- Reynolds Neck
- Coordinates: 41°51′40″S 146°41′46″E﻿ / ﻿41.8611°S 146.6960°E
- Country: Australia
- State: Tasmania
- Region: Central
- LGA: Central Highlands;
- Location: 109 km (68 mi) N of Hamilton;

Government
- • State electorate: Lyons;
- • Federal division: Lyons;
- Elevation: 1,100 m (3,600 ft)

Population
- • Total: 7 (2016 census)
- Postcode: 7304
Localities around Reynolds Neck
| Central Plateau | Brandum | Great Lake |
| Central Plateau | Reynolds Neck | Great Lake |
| Central Plateau | Liawenee | Great Lake |

= Reynolds Neck =

Reynolds Neck is a rural locality in the local government area (LGA) of Central Highlands in the Central LGA region of Tasmania. The locality is about 109 km north of the town of Hamilton.

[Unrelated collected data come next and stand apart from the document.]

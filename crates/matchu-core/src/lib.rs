//! matchu-core: Face verification engine.
//!
//! Uses SCRFD for face detection and ArcFace for face recognition, both
//! running via ONNX Runtime, behind a lazily-initialized engine manager
//! with failure backoff. The verification pipeline compares a selfie with
//! a live capture by cosine similarity of their primary-face embeddings.

pub mod alignment;
pub mod analysis;
pub mod detector;
pub mod engine;
pub mod extract;
pub mod lifecycle;
pub mod recognizer;
pub mod similarity;
pub mod types;
pub mod verify;

#[cfg(any(test, feature = "mock"))]
pub mod mock;

pub use analysis::{FaceAnalysis, OnnxFactory};
pub use engine::{
    Capability, EngineError, EngineFactory, EngineSettings, ErrorDetail, FailureKind,
    RecognitionEngine,
};
pub use extract::{probe_decoder, ExtractError, Extraction, FaceExtractor};
pub use lifecycle::{Clock, EngineManager, SystemClock, DEFAULT_RETRY_INTERVAL};
pub use similarity::{cosine_similarity, SimilarityError};
pub use types::{BoundingBox, DetectedFace, Embedding};
pub use verify::{Reason, VerificationDecision, Verifier, VerifyError};
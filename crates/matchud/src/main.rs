use std::sync::Arc;

use anyhow::Result;
use matchu_core::{EngineManager, OnnxFactory, Verifier, probe_decoder};
use matchud::{AppState, Config, create_router};
use tokio::net::TcpListener;
use tokio::signal;
use tracing_subscriber::EnvFilter;

#[tokio::main]
async fn main() -> Result<()> {
    tracing_subscriber::fmt()
        .with_env_filter(
            EnvFilter::try_from_default_env().unwrap_or_else(|_| EnvFilter::new("info")),
        )
        .init();

    let config = Config::from_env()?;
    tracing::info!(
        bind_addr = %config.bind_addr,
        model = %config.model_name,
        model_root = %config.model_root.display(),
        ctx_id = config.ctx_id,
        threshold = config.similarity_threshold,
        "matchud starting"
    );

    let manager = Arc::new(
        EngineManager::new(OnnxFactory, config.engine_settings(), probe_decoder())
            .retry_interval(config.retry_interval),
    );

    let warm = Arc::clone(&manager);
    if tokio::task::spawn_blocking(move || warm.warmup()).await? {
        tracing::info!("face engine warmup succeeded");
    } else {
        tracing::warn!(
            error = manager.last_error().as_deref().unwrap_or("unknown_error"),
            "face engine warmup failed"
        );
    }

    let bind_addr = config.bind_addr;
    let app = create_router(Arc::new(AppState::new(Verifier::new(manager), config)));

    let listener = TcpListener::bind(bind_addr).await?;
    tracing::info!(addr = %bind_addr, "matchud listening");

    axum::serve(listener, app)
        .with_graceful_shutdown(shutdown_signal())
        .await?;

    tracing::info!("matchud shut down");
    Ok(())
}

async fn shutdown_signal() {
    let ctrl_c = async {
        if let Err(e) = signal::ctrl_c().await {
            tracing::error!(error = %e, "cannot listen for Ctrl+C");
            std::future::pending::<()>().await;
        }
    };

    #[cfg(unix)]
    let terminate = async {
        match signal::unix::signal(signal::unix::SignalKind::terminate()) {
            Ok(mut sigterm) => {
                sigterm.recv().await;
            }
            Err(e) => {
                tracing::error!(error = %e, "cannot listen for SIGTERM");
                std::future::pending::<()>().await;
            }
        }
    };

    #[cfg(not(unix))]
    let terminate = std::future::pending::<()>();

    tokio::select! {
        _ = ctrl_c => tracing::info!("received Ctrl+C, shutting down"),
        _ = terminate => tracing::info!("received SIGTERM, shutting down"),
    }
}
//! Recognition engine seam: the traits the lifecycle manager drives, plus
//! the error and capability types it records.

use std::fmt;
use std::path::PathBuf;

use image::RgbImage;
use thiserror::Error;

use crate::detector::DetectorError;
use crate::recognizer::RecognizerError;
use crate::types::DetectedFace;

#[derive(Error, Debug)]
pub enum EngineError {
    #[error("model pack not found: {}", .0.display())]
    ModelPackNotFound(PathBuf),
    #[error("detector error: {0}")]
    Detector(#[from] DetectorError),
    #[error("recognizer error: {0}")]
    Recognizer(#[from] RecognizerError),
    #[error("{0}")]
    Backend(String),
}

/// A constructed face engine: detects faces and embeds each of them.
///
/// Implementations are shared across request threads once built.
pub trait RecognitionEngine: Send + Sync + 'static {
    fn detect(&self, image: &RgbImage) -> Result<Vec<DetectedFace>, EngineError>;
}

/// Builds [`RecognitionEngine`]s. Construction is expensive and may fail.
pub trait EngineFactory: Send + Sync + 'static {
    type Engine: RecognitionEngine;

    /// Check, once at startup, whether the recognition backend can work at all.
    fn probe(&self, settings: &EngineSettings) -> Capability;

    fn construct(&self, settings: &EngineSettings) -> Result<Self::Engine, EngineError>;
}

/// Parameters handed to the engine constructor.
#[derive(Debug, Clone, PartialEq)]
pub struct EngineSettings {
    /// Directory that holds the model packs.
    pub model_root: PathBuf,
    /// Model pack name, e.g. `buffalo_l`.
    pub model_name: String,
    /// InsightFace-style context id: negative for CPU, otherwise a GPU index.
    pub ctx_id: i32,
    /// Square detection canvas side in pixels.
    pub det_size: u32,
}

impl EngineSettings {
    pub fn model_dir(&self) -> PathBuf {
        self.model_root.join(&self.model_name)
    }
}

impl Default for EngineSettings {
    fn default() -> Self {
        Self {
            model_root: PathBuf::from("models"),
            model_name: "buffalo_l".to_string(),
            ctx_id: -1,
            det_size: 640,
        }
    }
}

/// Result of a startup capability probe.
#[derive(Debug, Clone, PartialEq, Eq)]
pub enum Capability {
    Available,
    Unavailable(String),
}

impl Capability {
    pub fn is_available(&self) -> bool {
        matches!(self, Capability::Available)
    }

    pub fn reason(&self) -> Option<&str> {
        match self {
            Capability::Available => None,
            Capability::Unavailable(reason) => Some(reason),
        }
    }
}

#[derive(Debug, Clone, Copy, PartialEq, Eq)]
pub enum FailureKind {
    /// A required capability is absent; only a restart can fix it.
    DependencyMissing,
    EngineConstructionFailed,
    /// Inference on a built engine failed; the engine is rebuilt.
    InferenceFailed,
}

impl FailureKind {
    pub fn as_str(&self) -> &'static str {
        match self {
            FailureKind::DependencyMissing => "dependency_missing",
            FailureKind::EngineConstructionFailed => "engine_construction_failed",
            FailureKind::InferenceFailed => "inference_error",
        }
    }
}

/// An engine-health failure as recorded by the lifecycle manager.
#[derive(Debug, Clone, PartialEq, Eq)]
pub struct ErrorDetail {
    pub kind: FailureKind,
    pub message: String,
}

impl ErrorDetail {
    pub fn new(kind: FailureKind, message: impl Into<String>) -> Self {
        Self {
            kind,
            message: message.into(),
        }
    }
}

impl fmt::Display for ErrorDetail {
    fn fmt(&self, f: &mut fmt::Formatter<'_>) -> fmt::Result {
        write!(f, "{}: {}", self.kind.as_str(), self.message)
    }
}
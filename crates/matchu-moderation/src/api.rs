//! HTTP API (Axum) for message moderation.

use std::sync::Arc;

use axum::{
    Json, Router,
    extract::State,
    http::StatusCode,
    response::{IntoResponse, Response},
    routing::{get, post},
};
use serde::{Deserialize, Serialize};
use thiserror::Error;
use tower_http::trace::TraceLayer;

use crate::classifier::{Moderation, ModerationError, TextClassifier};

#[derive(Debug, Error)]
pub enum ApiError {
    #[error("moderation failed: {0}")]
    Classifier(#[from] ModerationError),

    #[error("internal error: {0}")]
    Internal(String),
}

#[derive(Serialize)]
pub struct ErrorResponse {
    pub detail: String,
}

impl IntoResponse for ApiError {
    fn into_response(self) -> Response {
        tracing::error!(error = %self, "moderation request failed");
        let body = Json(ErrorResponse {
            detail: self.to_string(),
        });
        (StatusCode::INTERNAL_SERVER_ERROR, body).into_response()
    }
}

#[derive(Debug, Deserialize)]
pub struct ModerateRequest {
    pub text: String,
}

#[derive(Serialize)]
pub struct HealthResponse {
    pub status: &'static str,
}

pub fn create_router(classifier: Arc<dyn TextClassifier>) -> Router {
    Router::new()
        .route("/health", get(health_handler))
        .route("/moderate", post(moderate_handler))
        .layer(TraceLayer::new_for_http())
        .with_state(classifier)
}

async fn health_handler() -> Json<HealthResponse> {
    Json(HealthResponse { status: "ok" })
}

async fn moderate_handler(
    State(classifier): State<Arc<dyn TextClassifier>>,
    Json(req): Json<ModerateRequest>,
) -> Result<Json<Moderation>, ApiError> {
    let chars = req.text.chars().count();
    let verdict = tokio::task::spawn_blocking(move || classifier.classify(&req.text))
        .await
        .map_err(|e| ApiError::Internal(e.to_string()))??;
    tracing::info!(chars, label = verdict.label, score = verdict.score, "message moderated");
    Ok(Json(verdict))
}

The 2016 census recorded a population of 7 for the state suburb of Reynolds Neck.

==History==
Reynolds Neck is a confirmed locality. The name was derived from when Reynolds Island was attached to the shore of Great Lake.

==Geography==
The waters of Great Lake form the eastern boundary.

==Road infrastructure==
Route A5 (Highland Lakes Road) runs through from north to south.